The answer must be every line below that holds the word "translator".

Saved data entries
>>

impl DeadLetterQueue {
    pub fn new(capacity: usize) -> Self {
        Self {
            entries: Mutex::new(VecDeque::new()),
            capacity,
        }
    }

    fn push(&self, letter: DeadLetter) {
        if self.capacity == 0 {
            return;
        }
        let mut entries = self.entries.lock().unwrap_or_else(PoisonError::into_inner);
        if entries.len() >= self.capacity {
            entries.pop_front();
        }
        entries.push_back(letter);
    }

    pub fn len(&self) -> usize {
        self.entries
            .lock()
            .unwrap_or_else(PoisonError::into_inner)
            .len()
    }

    pub fn is_empty(&self) -> bool {
        self.len() == 0
    }

    /// 最近的死信记录，按时间先后排列
    pub fn snapshot(&self) -> Vec<DeadLetter> {
        self.entries
            .lock()
            .unwrap_or_else(PoisonError::into_inner)
            .iter()
            .cloned()
            .collect()
    }
}

/// 工作池统计信息（线程安全版本）
#[derive(Debug, Default)]
pub struct WorkerStats {
    pub jobs_started: AtomicUsize,
    pub jobs_succeeded: AtomicUsize,
    pub jobs_failed: AtomicUsize,
    pub discarded_stale: AtomicUsize,
    pub retries: AtomicUsize,
    pub dead_lettered: AtomicUsize,
    pub in_flight: AtomicUsize,
    /// 翻译调用总耗时，以微秒为单位存储
    pub translation_time: AtomicU64,
}

impl WorkerStats {
    fn add_translation_time(&self, duration: Duration) {
        self.translation_time
            .fetch_add(duration.as_micros() as u64, Ordering::Relaxed);
    }

    pub fn snapshot(&self) -> WorkerStatsSnapshot {
        WorkerStatsSnapshot {
            jobs_started: self.jobs_started.load(Ordering::Relaxed),
            jobs_succeeded: self.jobs_succeeded.load(Ordering::Relaxed),
            jobs_failed: self.jobs_failed.load(Ordering::Relaxed),
            discarded_stale: self.discarded_stale.load(Ordering::Relaxed),
            retries: self.retries.load(Ordering::Relaxed),
            dead_lettered: self.dead_lettered.load(Ordering::Relaxed),
            in_flight: self.in_flight.load(Ordering::Relaxed),
            translation_time_ms: self.translation_time.load(Ordering::Relaxed) / 1000,
        }
    }
}

/// 工作池统计数据的不可变快照
#[derive(Debug, Clone, Copy, PartialEq, Eq, Serialize)]
pub struct WorkerStatsSnapshot {
    pub jobs_started: usize,
    pub jobs_succeeded: usize,
    pub jobs_failed: usize,
    pub discarded_stale: usize,
    pub retries: usize,
    pub dead_lettered: usize,
    pub in_flight: usize,
    pub translation_time_ms: u64,
}

struct InFlightGuard<'a>(&'a AtomicUsize);

impl<'a> InFlightGuard<'a> {
    fn enter(counter: &'a AtomicUsize) -> Self {
        counter.fetch_add(1, Ordering::Relaxed);
        Self(counter)
    }
}

impl Drop for InFlightGuard<'_> {
    fn drop(&mut self) {
        self.0.fetch_sub(1, Ordering::Relaxed);
    }
}

/// 翻译任务执行者
///
/// 仓库、缓存、翻译函数和派发记录都通过构造参数注入。
pub struct TranslationWorker {
    repository: Arc<dyn NoteRepository>,
    cache: Arc<dyn NoteCache>,
    translator: Arc<dyn Translator>,
    ledger: Arc<DispatchLedger>,
    config: WorkerConfig,
    stats: Arc<WorkerStats>,
    dead_letters: Arc<DeadLetterQueue>,
}

impl TranslationWorker {
    pub fn new(
        repository: Arc<dyn NoteRepository>,
        cache: Arc<dyn NoteCache>,
        translator: Arc<dyn Translator>,
        ledger: Arc<DispatchLedger>,
        config: WorkerConfig,
    ) -> Self {
        let dead_letters = Arc::new(DeadLetterQueue::new(config.dead_letter_capacity));
        Self {
            repository,
            cache,
            translator,
            ledger,
            config,
            stats: Arc::new(WorkerStats::default()),
            dead_letters,
        }
    }

    pub fn config(&self) -> &WorkerConfig {
        &self.config
    }

    pub fn stats(&self) -> Arc<WorkerStats> {
        Arc::clone(&self.stats)
    }

    pub fn dead_letters(&self) -> Arc<DeadLetterQueue> {
        Arc::clone(&self.dead_letters)
    }

    /// 执行一个任务直到终态
    pub async fn execute(&self, mut job: TranslationJob) -> JobReport {
        let _in_flight = InFlightGuard::enter(&self.stats.in_flight);

        if let Err(e) = job.start() {
            tracing::error!("{}", e);
            return JobReport::from_job(&job, JobOutcome::Failed { reason: e.to_string() });
        }
        self.stats.jobs_started.fetch_add(1, Ordering::Relaxed);
        tracing::info!(
            job_id = job.id,
            note_id = job.note_id,
            target_language = %job.target_language,
            "开始执行翻译任务"
        );

        let note = match self.repository.get(job.note_id) {
            Ok(note) => note,
            Err(NoteError::NotFound(_)) => return self.fail(job, "note not found".to_string()),
            Err(e) => return self.fail(job, e.to_string()),
        };

        let translated = match self.translate_with_retry(&mut job, &note).await {
            Ok(text) => text,
            Err(e) => {
                if self.config.max_retries > 0 && e.is_retryable() {
                    self.dead_letter(&job, &e);
                }
                return self.fail(job, e.to_string());
            }
        };

        let note_id = job.note_id;
        let changes = NoteChanges::translated(Translation::new(
            translated.clone(),
            job.target_language.clone(),
        ));
        let write = move || self.repository.update(note_id, changes);
        let written = match self.config.commit_policy {
            CommitPolicy::LastWriteWins => write(),
            CommitPolicy::LatestDispatchOnly => {
                match self.ledger.commit_if_latest(note_id, job.id, write) {
                    Ok(written) => written,
                    Err(latest) => return self.supersede(job, latest),
                }
            }
        };
        match written {
            Ok(_) => {}
            Err(NoteError::NotFound(_)) => {
                return self.fail(job, "note not found".to_string());
            }
            Err(e) => return self.fail(job, e.to_string()),
        }

        // 写入之后无条件失效，即使缓存中原本没有该条目
        self.cache.delete(job.note_id);

        if let Err(e) = job.succeed() {
            tracing::error!("{}", e);
        }
        self.stats.jobs_succeeded.fetch_add(1, Ordering::Relaxed);
        tracing::info!(
            job_id = job.id,
            note_id = job.note_id,
            attempts = job.attempts(),
            "成功翻译笔记 {} 为 {}",
            job.note_id,
            job.target_language
        );

        JobReport::from_job(
            &job,
            JobOutcome::Succeeded {
                translated_text: translated,
            },
        )
    }

    async fn translate_with_retry(
        &self,
        job: &mut TranslationJob,
        note: &Note,
    ) -> NoteResult<String> {
        loop {
            let attempt = job.begin_attempt()?;

            match self.translate_once(note, &job.target_language).await {
                Ok(text) => {
                    if attempt > 1 {
                        tracing::info!("任务 {} 在第 {} 次尝试后成功", job.id, attempt);
                    }
                    return Ok(text);
                }
                Err(e) if e.is_retryable() && attempt <= self.config.max_retries => {
                    let delay = self.config.retry_delay(attempt);
                    self.stats.retries.fetch_add(1, Ordering::Relaxed);
                    tracing::warn!(
                        "任务 {} 第 {} 次翻译失败，{}ms 后重试: {}",
                        job.id,
                        attempt,
                        delay.as_millis(),
                        e
                    );
                    tokio::time::sleep(delay).await;
                }
                Err(e) => return Err(e),
            }
        }
    }

    async fn translate_once(&self, note: &Note, target_language: &str) -> NoteResult<String> {
        let translator = Arc::clone(&self.translator);
        let text = note.original_text.clone();
        let source = note.original_language.clone();
        let target = target_language.to_string();

        let started = Instant::now();
        let handle =
            tokio::task::spawn_blocking(move || translator.translate(&text, &source, &target));

        // 超时只停止等待，已经开始的阻塞调用会自行结束
        let joined = match self.config.translation_timeout() {
            Some(limit) => tokio::time::timeout(limit, handle).await?,
            None => handle.await,
        };
        self.stats.add_translation_time(started.elapsed());

        joined.map_err(|e| NoteError::TranslationFailed(format!("翻译线程异常退出: {}", e)))?
    }

    fn fail(&self, mut job: TranslationJob, reason: String) -> JobReport {
        if let Err(e) = job.fail(reason.clone()) {
            tracing::error!("{}", e);
        }
        self.stats.jobs_failed.fetch_add(1, Ordering::Relaxed);
        tracing::error!(
            job_id = job.id,
            note_id = job.note_id,
            target_language = %job.target_language,
            "翻译笔记 {} 失败: {}",
            job.note_id,
            reason
        );
        JobReport::from_job(&job, JobOutcome::Failed { reason })
    }

    fn supersede(&self, mut job: TranslationJob, latest: JobId) -> JobReport {
        let reason = format!("superseded by job {}", latest);
        if let Err(e) = job.fail(reason) {
            tracing::error!("{}", e);
        }
        self.stats.discarded_stale.fetch_add(1, Ordering::Relaxed);
        tracing::info!(
            job_id = job.id,
            note_id = job.note_id,
            "任务结果已被任务 {} 取代，丢弃",
            latest
        );
        JobReport::from_job(&job, JobOutcome::Superseded { latest })
    }

    fn dead_letter(&self, job: &TranslationJob, error: &NoteError) {
        self.stats.dead_lettered.fetch_add(1, Ordering::Relaxed);
        tracing::warn!(
            job_id = job.id,
            note_id = job.note_id,
            "任务重试 {} 次后仍失败，转入死信列表",
            job.attempts().saturating_sub(1)
        );
        self.dead_letters.push(DeadLetter {
            job_id: job.id,
            note_id: job.note_id,
            target_language: job.target_language.clone(),
            attempts: job.attempts(),
            reason: error.to_string(),
            failed_at: Utc::now(),
        });
    }
}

<<

SOLUTION TO THE PROBLEM:
    translator: Arc<dyn Translator>,
        translator: Arc<dyn Translator>,
            translator,
        let translator = Arc::clone(&self.translator);
            tokio::task::spawn_blocking(move || translator.translate(&text, &source, &target));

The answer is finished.